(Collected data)
_ _ _

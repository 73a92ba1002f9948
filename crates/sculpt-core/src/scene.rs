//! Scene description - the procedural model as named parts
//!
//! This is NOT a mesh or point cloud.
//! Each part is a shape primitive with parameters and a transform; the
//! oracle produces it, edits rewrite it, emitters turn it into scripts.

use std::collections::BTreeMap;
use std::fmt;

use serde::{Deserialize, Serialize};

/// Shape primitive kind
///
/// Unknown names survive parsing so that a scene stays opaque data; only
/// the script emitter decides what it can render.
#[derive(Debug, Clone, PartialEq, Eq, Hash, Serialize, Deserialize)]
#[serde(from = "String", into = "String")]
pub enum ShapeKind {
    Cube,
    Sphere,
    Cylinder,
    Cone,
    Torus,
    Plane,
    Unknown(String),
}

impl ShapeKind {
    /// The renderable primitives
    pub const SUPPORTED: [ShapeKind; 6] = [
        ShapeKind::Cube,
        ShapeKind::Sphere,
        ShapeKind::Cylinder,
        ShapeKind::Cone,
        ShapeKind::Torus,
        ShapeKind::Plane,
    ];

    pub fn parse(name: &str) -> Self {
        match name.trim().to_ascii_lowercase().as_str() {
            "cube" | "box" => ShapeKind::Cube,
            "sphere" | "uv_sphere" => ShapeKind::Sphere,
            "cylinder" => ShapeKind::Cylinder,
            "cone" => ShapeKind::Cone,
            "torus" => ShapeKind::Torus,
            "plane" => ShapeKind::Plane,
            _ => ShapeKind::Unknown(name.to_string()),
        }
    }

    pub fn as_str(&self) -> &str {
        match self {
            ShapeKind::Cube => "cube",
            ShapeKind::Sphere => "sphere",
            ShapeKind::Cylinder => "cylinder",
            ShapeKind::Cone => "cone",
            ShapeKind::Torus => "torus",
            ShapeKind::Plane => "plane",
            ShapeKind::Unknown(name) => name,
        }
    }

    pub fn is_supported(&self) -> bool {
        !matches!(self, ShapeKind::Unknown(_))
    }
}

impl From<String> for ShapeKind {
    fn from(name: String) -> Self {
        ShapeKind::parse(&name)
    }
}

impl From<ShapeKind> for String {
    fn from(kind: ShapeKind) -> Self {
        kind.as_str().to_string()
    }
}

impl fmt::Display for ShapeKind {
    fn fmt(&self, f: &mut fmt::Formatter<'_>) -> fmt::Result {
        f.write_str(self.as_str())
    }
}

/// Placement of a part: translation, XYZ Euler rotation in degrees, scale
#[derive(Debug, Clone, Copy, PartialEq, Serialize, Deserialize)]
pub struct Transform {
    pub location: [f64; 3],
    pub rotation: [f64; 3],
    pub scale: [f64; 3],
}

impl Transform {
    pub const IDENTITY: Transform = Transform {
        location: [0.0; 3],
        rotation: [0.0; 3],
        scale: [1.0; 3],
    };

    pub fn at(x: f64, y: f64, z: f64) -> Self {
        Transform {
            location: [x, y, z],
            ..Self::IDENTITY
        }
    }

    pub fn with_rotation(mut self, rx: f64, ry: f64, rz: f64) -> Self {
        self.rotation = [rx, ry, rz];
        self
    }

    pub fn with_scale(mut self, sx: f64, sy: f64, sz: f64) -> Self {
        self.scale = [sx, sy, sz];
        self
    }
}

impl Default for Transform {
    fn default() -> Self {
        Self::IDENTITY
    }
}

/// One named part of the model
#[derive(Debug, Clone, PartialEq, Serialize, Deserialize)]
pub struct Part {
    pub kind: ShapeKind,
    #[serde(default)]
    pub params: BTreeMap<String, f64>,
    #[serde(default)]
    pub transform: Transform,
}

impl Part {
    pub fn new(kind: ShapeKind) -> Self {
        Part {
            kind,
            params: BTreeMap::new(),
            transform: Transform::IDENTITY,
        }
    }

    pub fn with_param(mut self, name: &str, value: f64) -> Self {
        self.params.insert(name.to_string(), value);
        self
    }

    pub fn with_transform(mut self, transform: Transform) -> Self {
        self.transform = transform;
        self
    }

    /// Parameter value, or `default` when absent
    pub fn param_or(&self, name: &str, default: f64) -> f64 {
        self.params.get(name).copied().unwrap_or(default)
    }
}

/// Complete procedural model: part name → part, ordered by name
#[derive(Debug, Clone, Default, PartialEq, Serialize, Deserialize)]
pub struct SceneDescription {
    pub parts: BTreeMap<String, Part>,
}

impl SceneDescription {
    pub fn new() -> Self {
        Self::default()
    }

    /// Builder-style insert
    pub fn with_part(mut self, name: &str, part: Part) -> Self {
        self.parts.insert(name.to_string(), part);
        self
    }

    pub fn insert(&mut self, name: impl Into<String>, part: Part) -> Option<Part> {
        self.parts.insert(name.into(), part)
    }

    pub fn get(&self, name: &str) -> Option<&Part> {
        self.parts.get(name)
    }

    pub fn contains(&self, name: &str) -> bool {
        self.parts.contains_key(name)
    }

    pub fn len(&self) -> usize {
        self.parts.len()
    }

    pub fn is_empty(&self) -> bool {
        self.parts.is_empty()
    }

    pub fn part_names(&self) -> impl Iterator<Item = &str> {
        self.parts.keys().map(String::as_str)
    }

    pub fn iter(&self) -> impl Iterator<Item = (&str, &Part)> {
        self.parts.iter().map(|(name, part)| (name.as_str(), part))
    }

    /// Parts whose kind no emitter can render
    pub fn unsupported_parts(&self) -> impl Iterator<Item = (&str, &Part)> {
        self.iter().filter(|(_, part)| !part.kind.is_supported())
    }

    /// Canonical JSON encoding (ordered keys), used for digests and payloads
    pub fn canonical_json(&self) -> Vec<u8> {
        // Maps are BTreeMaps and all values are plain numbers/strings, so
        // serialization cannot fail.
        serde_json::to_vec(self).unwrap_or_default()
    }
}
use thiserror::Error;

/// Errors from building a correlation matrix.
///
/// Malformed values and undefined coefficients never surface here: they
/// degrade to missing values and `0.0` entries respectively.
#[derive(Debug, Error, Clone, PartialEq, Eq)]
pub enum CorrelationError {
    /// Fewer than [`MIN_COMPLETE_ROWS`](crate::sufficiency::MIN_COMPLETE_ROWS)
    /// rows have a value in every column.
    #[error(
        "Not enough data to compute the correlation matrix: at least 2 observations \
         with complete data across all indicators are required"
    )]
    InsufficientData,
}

_ _ _

## TASK INSTRUCTIONS
Only the lines of the data holding the string "Serialize" are wanted; copy each of them.

## THE COMPLETED TASK
use serde::{Deserialize, Serialize};
#[derive(Debug, Clone, PartialEq, Eq, Hash, Serialize, Deserialize)]
#[derive(Debug, Clone, Copy, PartialEq, Serialize, Deserialize)]
#[derive(Debug, Clone, PartialEq, Serialize, Deserialize)]
#[derive(Debug, Clone, Default, PartialEq, Serialize, Deserialize)]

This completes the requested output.